What are the advantages of tape drives?

For me, the single biggest argument in favour of tape is that doubling your storage capacity is cheap. That is, to go from 1TB of HDD storage to 2TB is the same as going from nothing to that first TB. With tape, you pay a large premium for the drive, but storage after that is comparitively cheap. You don't have to have lengthy budget meetings about increasing the size of the storage NAS by 15TB, you just order another box of LTO5s.

(Chopper makes a valid point about compulsory labels, but tape labels are in a standard format, and there are free software solutions to printing your own onto label stock.)

Tapes are much easier to ship, and easier to store, than HDD and HDD-like media. They're more resistant to shocks, and their temperature tolerances are higher.

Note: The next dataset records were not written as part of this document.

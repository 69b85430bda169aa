//! CSV exports.
//!
//! # Usage
//!
//! ```bash
//! autopos export orders > orders.csv
//! autopos export inventory --output inventory.csv
//! autopos export customers
//! ```

use std::path::Path;

use tracing::info;

use autopos_admin::services::{customers_csv, inventory_csv, orders_csv};
use autopos_admin::{AppError, PosSession};

#[must_use]
pub fn orders(session: &PosSession) -> String {
    orders_csv(session.orders().list())
}

#[must_use]
pub fn inventory(session: &PosSession) -> String {
    inventory_csv(session.catalog().products())
}

#[must_use]
pub fn customers(session: &PosSession) -> String {
    customers_csv(session.customers().list())
}

/// Write `csv` to `output`, or to stdout when no path is given.
///
/// # Errors
///
/// Returns an error if the file cannot be written.
pub fn write(csv: &str, output: Option<&Path>) -> Result<(), AppError> {
    match output {
        Some(path) => {
            std::fs::write(path, csv)?;
            info!(path = %path.display(), bytes = csv.len(), "Export written");
        }
        None => print!("{csv}"),
    }
    Ok(())
}
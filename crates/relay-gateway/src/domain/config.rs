//! Gateway configuration with validation.
//!
//! The shared secret is deliberately absent: it travels separately as a
//! [`SecretKey`](crate::domain::secret::SecretKey) so this struct can be
//! serialized into startup logs.

use super::error::ConfigError;
use serde::{Deserialize, Serialize};
use std::net::{IpAddr, Ipv4Addr, SocketAddr};

/// Default port (the port the endpoint has always listened on)
pub const DEFAULT_PORT: u16 = 4567;

/// Default request body limit (2 MiB)
pub const DEFAULT_MAX_BODY_SIZE: usize = 2 * 1024 * 1024;

/// Main gateway configuration
#[derive(Debug, Clone, Default, PartialEq, Eq, Serialize, Deserialize)]
#[serde(default)]
pub struct GatewayConfig {
    /// HTTP server configuration
    pub http: HttpConfig,
    /// Request limits
    pub limits: LimitsConfig,
}

impl GatewayConfig {
    /// Validate configuration
    pub fn validate(&self) -> Result<(), ConfigError> {
        if self.http.port == 0 {
            return Err(ConfigError::InvalidPort("port cannot be 0".into()));
        }

        if self.limits.max_body_size == 0 {
            return Err(ConfigError::InvalidLimit(
                "max_body_size cannot be 0".into(),
            ));
        }

        Ok(())
    }

    /// Get HTTP server bind address
    pub fn http_addr(&self) -> SocketAddr {
        SocketAddr::new(self.http.host, self.http.port)
    }
}

/// HTTP server configuration
#[derive(Debug, Clone, PartialEq, Eq, Serialize, Deserialize)]
#[serde(default)]
pub struct HttpConfig {
    /// Bind address
    pub host: IpAddr,
    /// Port (default: 4567)
    pub port: u16,
}

impl Default for HttpConfig {
    fn default() -> Self {
        Self {
            host: IpAddr::V4(Ipv4Addr::UNSPECIFIED),
            port: DEFAULT_PORT,
        }
    }
}

/// Request limits
#[derive(Debug, Clone, PartialEq, Eq, Serialize, Deserialize)]
#[serde(default)]
pub struct LimitsConfig {
    /// Maximum request body size in bytes
    pub max_body_size: usize,
}

impl Default for LimitsConfig {
    fn default() -> Self {
        Self {
            max_body_size: DEFAULT_MAX_BODY_SIZE,
        }
    }
}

They also benefit from the existence of autoloaders. This allows you to spread a large dump over multiple storage containers, which means you don't have to worry about how to break up your backups. While it's perfectly possible to make an autoloader for HDD-type media, I've never seen one, and I suspect the lack of standardisation in physical package size will make it difficult to bring one to market at a reasonable price.

Your point about transfer rates is valid, but in the context of backups it's of minimal import. The time required to back up a 1TB file system to anything is large enough that you shouldn't be doing it on a live file system; and if you're dumping a snapshot to tape, who cares if it takes an extra hour or two? Search times are an equally minor concern, because all decent backup software maintains indices, so one can generally go straight to the relevant portion of the tape to restore a file.

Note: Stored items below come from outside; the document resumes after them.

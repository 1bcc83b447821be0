//! # Exploit Simulations
//!
//! Attempts to get a body rendered without knowing the shared secret.

pub mod signature_forgery;
//! # Render Relay
//!
//! Serves the HMAC-authenticated render endpoint. All configuration comes
//! from the environment; see [`relay_runtime::RuntimeConfig::from_env`].

use anyhow::{Context, Result};
use relay_gateway::RenderGatewayService;
use relay_runtime::{init_logging, RuntimeConfig};
use tokio::signal;
use tracing::info;

#[tokio::main]
async fn main() -> Result<()> {
    // Load configuration
    let config = RuntimeConfig::from_env().context("failed to load configuration")?;

    // Initialize logging
    init_logging(&config.telemetry).context("failed to initialize logging")?;

    let effective = serde_json::to_string(&config.gateway)
        .context("failed to serialize gateway configuration")?;
    info!(
        version = relay_gateway::VERSION,
        config = %effective,
        "Render relay starting"
    );

    let service = RenderGatewayService::new(config.gateway, config.secret)
        .context("failed to create relay gateway")?;

    service
        .start(shutdown_signal())
        .await
        .context("relay gateway terminated with an error")?;

    info!("Render relay stopped");
    Ok(())
}

/// Wait for shutdown signal (Ctrl+C or SIGTERM)
async fn shutdown_signal() {
    let ctrl_c = async {
        if let Err(e) = signal::ctrl_c().await {
            tracing::error!(error = %e, "Failed to install Ctrl+C handler");
            std::future::pending::<()>().await;
        }
    };

    #[cfg(unix)]
    let terminate = async {
        match signal::unix::signal(signal::unix::SignalKind::terminate()) {
            Ok(mut stream) => {
                stream.recv().await;
            }
            Err(e) => {
                tracing::error!(error = %e, "Failed to install SIGTERM handler");
                std::future::pending::<()>().await;
            }
        }
    };

    #[cfg(not(unix))]
    let terminate = std::future::pending::<()>();

    tokio::select! {
        _ = ctrl_c => {
            info!("Received Ctrl+C");
        },
        _ = terminate => {
            info!("Received SIGTERM");
        },
    }
}
//! Request tracing middleware.
//!
//! Wraps every request in an `http_request` span and records the response
//! status on it once the inner service finishes.

use axum::{body::Body, http::Request, response::Response};
use std::task::{Context, Poll};
use tower::{Layer, Service};
use tracing::{info_span, Instrument, Span};

/// Tracing layer that creates spans for each request
#[derive(Clone, Default)]
pub struct TracingLayer;

impl TracingLayer {
    pub fn new() -> Self {
        Self
    }
}

impl<S> Layer<S> for TracingLayer {
    type Service = TracingService<S>;

    fn layer(&self, inner: S) -> Self::Service {
        TracingService { inner }
    }
}

/// Tracing service
#[derive(Clone)]
pub struct TracingService<S> {
    inner: S,
}

impl<S> Service<Request<Body>> for TracingService<S>
where
    S: Service<Request<Body>, Response = Response> + Clone + Send + 'static,
    S::Future: Send,
{
    type Response = Response;
    type Error = S::Error;
    type Future = std::pin::Pin<
        Box<dyn std::future::Future<Output = Result<Self::Response, Self::Error>> + Send>,
    >;

    fn poll_ready(&mut self, cx: &mut Context<'_>) -> Poll<Result<(), Self::Error>> {
        self.inner.poll_ready(cx)
    }

    fn call(&mut self, req: Request<Body>) -> Self::Future {
        let clone = self.inner.clone();
        let mut inner = std::mem::replace(&mut self.inner, clone);

        let span = info_span!(
            "http_request",
            http.method = %req.method(),
            http.target = %req.uri().path(),
            http.status_code = tracing::field::Empty,
        );

        Box::pin(
            async move {
                let result = inner.call(req).await;

                if let Ok(response) = &result {
                    Span::current().record("http.status_code", response.status().as_u16());
                    tracing::debug!("Request completed");
                }

                result
            }
            .instrument(span),
        )
    }
}
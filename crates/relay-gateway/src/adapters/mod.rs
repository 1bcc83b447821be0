//! Adapters implementing the gateway's ports.

pub mod jinja;

pub use jinja::MiniJinjaEngine;
//! Templating capability consumed by the render pipeline.

use crate::domain::error::EngineError;
use serde_json::{Map, Value};

/// A template language with separate parse and render stages.
///
/// Implementations must run in strict mode: undefined variables, filters and
/// tags are errors, never blank output. Parse failures are
/// [`EngineError::Syntax`]; failures while rendering are
/// [`EngineError::Runtime`].
pub trait TemplateEngine: Send + Sync + 'static {
    /// A parsed template, ready to render.
    type Compiled: Send;

    /// Compile template source.
    fn parse(&self, source: &str) -> Result<Self::Compiled, EngineError>;

    /// Render a compiled template against a context.
    fn render(
        &self,
        template: &Self::Compiled,
        context: &Map<String, Value>,
    ) -> Result<String, EngineError>;
}
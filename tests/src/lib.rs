//! # Render Relay Test Suite
//!
//! ## Structure
//!
//! ```text
//! tests/src/
//! ├── exploits/         # Attack simulations against the HMAC gate
//! │   └── signature_forgery.rs
//! │
//! └── integration/      # Real server over TCP, driven by an HTTP client
//!     └── http_surface.rs
//! ```
//!
//! ## Running Tests
//!
//! ```bash
//! # All tests
//! cargo test -p relay-tests
//!
//! # By category
//! cargo test -p relay-tests integration::
//! cargo test -p relay-tests exploits::
//! ```

pub mod exploits;

use base64::{engine::general_purpose::STANDARD, Engine as _};
use hmac::{Hmac, Mac};
use sha2::Sha256;

/// Sign `body` the way a client would, without going through the gateway's
/// own signer.
pub fn client_signature(secret: &[u8], body: &[u8]) -> String {
    let mut mac = Hmac::<Sha256>::new_from_slice(secret).expect("HMAC accepts any key length");
    mac.update(body);
    STANDARD.encode(mac.finalize().into_bytes())
}
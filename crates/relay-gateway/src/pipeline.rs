//! Render pipeline: decode → extract → parse → render.
//!
//! Every stage can fail independently and the first failure decides the
//! outcome. Nothing escapes as a panic or a transport error: every path
//! ends in a [`RenderOutcome`].

use crate::adapters::jinja::MiniJinjaEngine;
use crate::domain::error::RenderError;
use crate::domain::types::{RenderOutcome, RenderRequest};
use crate::ports::template::TemplateEngine;
use bytes::Bytes;
use std::sync::Arc;
use tracing::{debug, error};

/// Turns an authenticated request body into a render outcome.
pub struct RenderPipeline<E: TemplateEngine = MiniJinjaEngine> {
    engine: Arc<E>,
}

impl<E: TemplateEngine> Clone for RenderPipeline<E> {
    fn clone(&self) -> Self {
        Self {
            engine: Arc::clone(&self.engine),
        }
    }
}

impl Default for RenderPipeline<MiniJinjaEngine> {
    fn default() -> Self {
        Self::new(MiniJinjaEngine::new())
    }
}

impl<E: TemplateEngine> RenderPipeline<E> {
    pub fn new(engine: E) -> Self {
        Self {
            engine: Arc::new(engine),
        }
    }

    /// Run all stages synchronously on the current thread.
    pub fn render(&self, body: &[u8]) -> RenderOutcome {
        let request = RenderRequest::from_body(body)?;
        let compiled = self.engine.parse(&request.template)?;
        let rendered = self.engine.render(&compiled, &request.data)?;
        Ok(rendered)
    }

    /// Run the pipeline on the blocking thread pool.
    ///
    /// A render task that panics is reported as [`RenderError::Internal`].
    pub async fn run(&self, body: Bytes) -> RenderOutcome {
        let pipeline = self.clone();
        let outcome = match tokio::task::spawn_blocking(move || pipeline.render(&body)).await {
            Ok(outcome) => outcome,
            Err(e) => {
                error!(error = %e, "Render task failed");
                Err(RenderError::Internal(format!("render task failed: {}", e)))
            }
        };

        match &outcome {
            Ok(rendered) => debug!(bytes = rendered.len(), "Template rendered"),
            Err(e) => debug!(category = e.category(), "Template render failed"),
        }

        outcome
    }
}
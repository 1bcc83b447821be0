//! Domain layer for the relay gateway.
//!
//! Contains configuration, error types, the shared secret wrapper and the
//! request/outcome/response types that flow through the render pipeline.

pub mod config;
pub mod error;
pub mod secret;
pub mod types;

pub use config::*;
pub use error::*;
pub use secret::SecretKey;
pub use types::*;
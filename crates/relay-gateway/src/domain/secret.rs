//! # Shared Secret
//!
//! Wrapper for the HMAC key that zeroizes memory on drop.
//!
//! ## Security
//!
//! The key never appears in `Debug` output and has no serde support, so it
//! cannot leak through logs or serialized configuration.

use zeroize::{Zeroize, ZeroizeOnDrop};

/// The process-wide HMAC secret.
#[derive(Clone, Zeroize, ZeroizeOnDrop)]
pub struct SecretKey {
    inner: Vec<u8>,
}

impl SecretKey {
    /// Create a secret from raw key bytes.
    pub fn new(bytes: impl Into<Vec<u8>>) -> Self {
        Self {
            inner: bytes.into(),
        }
    }

    /// Get the key bytes.
    pub fn as_bytes(&self) -> &[u8] {
        &self.inner
    }

    pub fn len(&self) -> usize {
        self.inner.len()
    }

    pub fn is_empty(&self) -> bool {
        self.inner.is_empty()
    }
}

impl std::fmt::Debug for SecretKey {
    fn fmt(&self, f: &mut std::fmt::Formatter<'_>) -> std::fmt::Result {
        f.write_str("SecretKey(***)")
    }
}
//! Ports (hexagonal architecture).
//!
//! Capabilities the gateway consumes but does not implement itself.

pub mod template;

pub use template::TemplateEngine;
//! Logging setup.
//!
//! Installs a global `tracing` subscriber: an `EnvFilter` built from the
//! configured level plus either a human-readable or a JSON `fmt` layer.

use tracing_subscriber::{layer::SubscriberExt, util::SubscriberInitExt, EnvFilter};

/// Default log filter
pub const DEFAULT_LOG_LEVEL: &str = "info";

/// Logging configuration.
#[derive(Debug, Clone, PartialEq, Eq)]
pub struct TelemetryConfig {
    /// Log filter directive (trace, debug, info, warn, error, or `target=level` lists)
    pub log_level: String,

    /// Whether to emit JSON formatted logs
    pub json_logs: bool,
}

impl Default for TelemetryConfig {
    fn default() -> Self {
        Self {
            log_level: DEFAULT_LOG_LEVEL.to_string(),
            json_logs: false,
        }
    }
}

/// Logging setup errors
#[derive(Debug, thiserror::Error)]
pub enum TelemetryError {
    #[error("invalid log filter '{filter}': {reason}")]
    Filter { filter: String, reason: String },

    #[error("failed to install subscriber: {0}")]
    Init(String),
}

/// Parse a log filter directive.
pub fn build_filter(log_level: &str) -> Result<EnvFilter, TelemetryError> {
    EnvFilter::try_new(log_level).map_err(|e| TelemetryError::Filter {
        filter: log_level.to_string(),
        reason: e.to_string(),
    })
}

/// Install the global subscriber. Fails if one is already installed.
pub fn init_logging(config: &TelemetryConfig) -> Result<(), TelemetryError> {
    let env_filter = build_filter(&config.log_level)?;

    if config.json_logs {
        // JSON output for containers/production
        let json_layer = tracing_subscriber::fmt::layer()
            .json()
            .with_target(true)
            .with_current_span(true)
            .with_file(false)
            .with_line_number(false);

        tracing_subscriber::registry()
            .with(env_filter)
            .with(json_layer)
            .try_init()
            .map_err(|e| TelemetryError::Init(e.to_string()))?;
    } else {
        // Pretty output for development
        let fmt_layer = tracing_subscriber::fmt::layer()
            .with_target(true)
            .with_thread_ids(false)
            .with_ansi(true);

        tracing_subscriber::registry()
            .with(env_filter)
            .with(fmt_layer)
            .try_init()
            .map_err(|e| TelemetryError::Init(e.to_string()))?;
    }

    tracing::debug!(
        log_level = %config.log_level,
        json = config.json_logs,
        "Logging initialized"
    );

    Ok(())
}
use std::fs;
use std::path::Path;

use serde::Serialize;
use serde_json::ser::{PrettyFormatter, Serializer};
use serde_json::{Map, Value};
use tracing::debug;

use crate::error::PatchverError;
use crate::models::Version;

pub type Manifest = Map<String, Value>;

/// Read a manifest. Only a top-level JSON object is accepted.
pub fn load(path: &Path) -> Result<Manifest, PatchverError> {
    let data = fs::read(path).map_err(|e| PatchverError::manifest_unreadable(path, e))?;
    match serde_json::from_slice::<Value>(&data) {
        Ok(Value::Object(map)) => Ok(map),
        Ok(other) => Err(PatchverError::manifest_invalid(
            path,
            format!("expected a JSON object, found {}", kind(&other)),
        )),
        Err(e) => Err(PatchverError::manifest_invalid(path, e)),
    }
}

pub fn set_version(manifest: &mut Manifest, version: &Version) {
    manifest.insert("version".into(), Value::String(version.to_string()));
}

/// Tab-indented, keys in their original order, no trailing newline.
pub fn render(manifest: &Manifest) -> Result<Vec<u8>, serde_json::Error> {
    let mut buf = Vec::new();
    let mut ser = Serializer::with_formatter(&mut buf, PrettyFormatter::with_indent(b"\t"));
    manifest.serialize(&mut ser)?;
    Ok(buf)
}

pub fn save(path: &Path, manifest: &Manifest) -> Result<(), PatchverError> {
    let bytes = render(manifest).map_err(|e| PatchverError::manifest_invalid(path, e))?;
    fs::write(path, bytes).map_err(|e| PatchverError::write_failed(path, e))
}

/// Overwrite the `version` key of the manifest at `path`, keeping everything else.
pub fn update(path: &Path, version: &Version) -> Result<(), PatchverError> {
    let mut manifest = load(path)?;
    debug!(path = %path.display(), previous = ?manifest.get("version"), "updating manifest");
    set_version(&mut manifest, version);
    save(path, &manifest)
}

fn kind(v: &Value) -> &'static str {
    match v {
        Value::Null => "null",
        Value::Bool(_) => "a boolean",
        Value::Number(_) => "a number",
        Value::String(_) => "a string",
        Value::Array(_) => "an array",
        Value::Object(_) => "an object",
    }
}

Edit: after an incident earlier this week, one more advantage of tape has struck me most forcefully. A client got infected with ransomware, which promptly encrypted several hundred gigabytes of their main corporate file server. Online backups are all very well, but any system that can write to those backups can rewrite or erase them as well - even if you would rather it hadn't. That certainly doesn't argue against all HDD-based backup systems, but it is a weakness in the simple "let's just have a big NAS and do all our backups there via cron" approach.

My client has tape storage, by the way - so apart from a couple of lost days, no harm was done.

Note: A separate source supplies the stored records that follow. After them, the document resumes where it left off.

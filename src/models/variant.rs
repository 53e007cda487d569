use std::path::{Path, PathBuf};

/// Which package a run stamps.
#[derive(Debug, Clone, Copy, PartialEq, Eq, Default, clap::ValueEnum)]
pub enum Variant {
    /// `cc.platoon.unity-sdk`, with a generated `Version.cs`
    #[default]
    Sdk,
    /// `cc.platoon.unityclient`, manifest only
    Client,
}

impl Variant {
    pub fn as_str(&self) -> &'static str {
        match self {
            Self::Sdk => "sdk",
            Self::Client => "client",
        }
    }

    pub fn target(&self) -> Target {
        match self {
            Self::Sdk => Target {
                manifest: PathBuf::from("cc.platoon.unity-sdk").join("package.json"),
                companion: Some(
                    PathBuf::from("cc.platoon.unity-sdk")
                        .join("Runtime")
                        .join("Version.cs"),
                ),
            },
            Self::Client => Target {
                manifest: PathBuf::from("cc.platoon.unityclient").join("package.json"),
                companion: None,
            },
        }
    }
}

/// Files a variant writes, relative to the working directory.
#[derive(Debug, Clone, PartialEq, Eq)]
pub struct Target {
    pub manifest: PathBuf,
    pub companion: Option<PathBuf>,
}

impl Target {
    pub fn manifest_in(&self, root: &Path) -> PathBuf {
        root.join(&self.manifest)
    }

    pub fn companion_in(&self, root: &Path) -> Option<PathBuf> {
        self.companion.as_ref().map(|p| root.join(p))
    }
}

/// Marker file holding the last resolved version.
pub const MARKER_FILE: &str = ".version";
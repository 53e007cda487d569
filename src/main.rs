use clap::Parser;
use std::process;
use tracing_subscriber::{fmt, prelude::*, EnvFilter};

use patchver::cli;
use patchver::cli::commands::Cli;

fn main() {
    let cli_args = Cli::parse();

    let filter = EnvFilter::try_from_default_env().unwrap_or_else(|_| {
        EnvFilter::new(if cli_args.verbose { "debug" } else { "error" })
    });
    tracing_subscriber::registry()
        .with(fmt::layer().with_writer(std::io::stderr))
        .with(filter)
        .init();

    process::exit(cli::run::run(&cli_args));
}
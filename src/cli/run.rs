use crate::bump::{self, BumpReport};
use crate::cli::commands::Cli;
use crate::error::PatchverError;
use crate::output;
use crate::vcs::GitCommitCounter;

pub fn run(cli: &Cli) -> i32 {
    match run_inner(cli) {
        Ok(code) => code,
        Err(e) => {
            if cli.json {
                println!("{}", serde_json::to_string_pretty(&output::json::error(&e)).unwrap());
            } else {
                eprintln!("Error: {}", e.message);
            }
            1
        }
    }
}

fn run_inner(cli: &Cli) -> Result<i32, PatchverError> {
    let counter = GitCommitCounter::locate(&cli.dir)?;
    let report = bump::run(&counter, cli.variant, &cli.dir)?;

    if cli.json {
        println!(
            "{}",
            serde_json::to_string_pretty(&output::json::success(output::json::report_json(&report)))
                .unwrap()
        );
    } else {
        output::text::print_warnings(&report.warnings);
        println!("{}", report.version);
    }
    Ok(exit_code(&report))
}

fn exit_code(report: &BumpReport) -> i32 {
    if report.warnings.is_empty() {
        0
    } else {
        2
    }
}

use std::fmt;

/// A `0.0.<patch>` release version.
///
/// The patch number is one past the commit count, since the commit that
/// records the bump has not been created yet.
#[derive(Debug, Clone, Copy, PartialEq, Eq, PartialOrd, Ord)]
pub struct Version {
    pub patch: u64,
}

impl Version {
    pub fn from_commit_count(count: u64) -> Self {
        Self {
            patch: count.saturating_add(1),
        }
    }
}

impl fmt::Display for Version {
    fn fmt(&self, f: &mut fmt::Formatter<'_>) -> fmt::Result {
        write!(f, "0.0.{}", self.patch)
    }
}
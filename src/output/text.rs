use crate::error::PatchverError;

pub fn print_warnings(warnings: &[PatchverError]) {
    for w in warnings {
        eprintln!("Warning: {}", w.message);
    }
}
pub mod commands;
pub mod run;

pub use commands::*;
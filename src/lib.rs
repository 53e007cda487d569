//! Commit-count patch versioning for the Platoon Unity packages.
//!
//! The version is `0.0.<N>` with `N` one past the number of commits on
//! `master`. [`bump::run`] stamps it into a package manifest, an optional
//! generated C# constant, and a `.version` marker.

pub mod bump;
pub mod cli;
pub mod error;
pub mod files;
pub mod models;
pub mod output;
pub mod vcs;
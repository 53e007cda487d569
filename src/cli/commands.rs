use std::path::PathBuf;

use clap::Parser;

use crate::models::Variant;

const VERSION: &str = env!("GIT_VERSION");

#[derive(Parser)]
#[command(
    name = "patchver",
    version = VERSION,
    about = "Stamp a commit-count patch version into a Unity package",
    after_help = "\
VERSION:
  0.0.<N> where N = `git rev-list master --count` + 1.
  The +1 accounts for the commit that will record this bump.

FILES (relative to --dir):
  sdk     cc.platoon.unity-sdk/package.json, cc.platoon.unity-sdk/Runtime/Version.cs
  client  cc.platoon.unityclient/package.json
  both    .version

EXIT CODES:
  0  Success (version printed)
  1  Error (missing --dir, git missing or failing, bad manifest, write failure)
  2  Version written, but the companion source file could not be updated

NOTE:
  Files written before a failure are left as they are; nothing is rolled back."
)]
pub struct Cli {
    /// Package to stamp
    #[arg(long, value_enum, default_value_t = Variant::Sdk)]
    pub variant: Variant,

    /// Repository root containing the package directories
    #[arg(short = 'C', long, default_value = ".")]
    pub dir: PathBuf,

    /// Output as JSON
    #[arg(long)]
    pub json: bool,

    /// Log each step to stderr
    #[arg(short, long)]
    pub verbose: bool,
}
pub mod git;

pub use git::GitCommitCounter;

use crate::error::PatchverError;

/// Branch whose history drives the version.
pub const RELEASE_BRANCH: &str = "master";

/// Counts the commits reachable from a branch.
pub trait CommitCounter {
    fn count(&self, branch: &str) -> Result<u64, PatchverError>;
}

/// Parse the count printed by `rev-list --count`.
pub fn parse_count(tool: &str, stdout: &str) -> Result<u64, PatchverError> {
    let trimmed = stdout.trim();
    trimmed
        .parse::<u64>()
        .map_err(|_| PatchverError::malformed_output(tool, trimmed))
}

Data retention - if you put a disk and a tape with the same data on it in the same physical location it should last a lot longer on tape than on disk - potentially by an order of magnitude.

Also tapes are generally better at dealing with the rigors of being shipped from primary to secondary/off-site data centers multiple times.


Tapes don't compare with disk quite like that. Tapes are for backing up, and they compare more with deduplicated and replicated disk like Data Domain, or optical media.

The main reason for tape backups is that it's cheap. You can afford to store 10 full copies, even though you don't really need them, because the media is so affordable. The next main reason is that it's easy to offsite the data. Hard drives don't travel (or jostle) well. Tapes do, for the most part, and can be brought offsite. Offsite full backups can also be accomplished with things like replication, but that's a lot of money to your ISP.

Really, boiling it all down, it comes down to cost. Tapes are cheaper than their competitors or it wouldn't exist.


In addition to all the above, there is generally "less stuff to fail" with a tape. It's a very simple device, and you don't have to worry about the onboard electronics (the drive controller with a disk, even SSD). Additionally, their storage and transport requirements are generally a bit looser. They can be subjected to heat and humidity swings as well as acel/decel forces that normal hard drives just cannot.

Lastly, there are sites that have enormous infrastructures built around tape storage, with many tens of thousands of dollars sunk into tape silos. We can assume these devices will continue to operate for a while, but drive interfaces change yearly. A DDS3 or DLT tape I wrote in 2001 I can still find a drive for; this is not quite the same story for old U320 SCSI.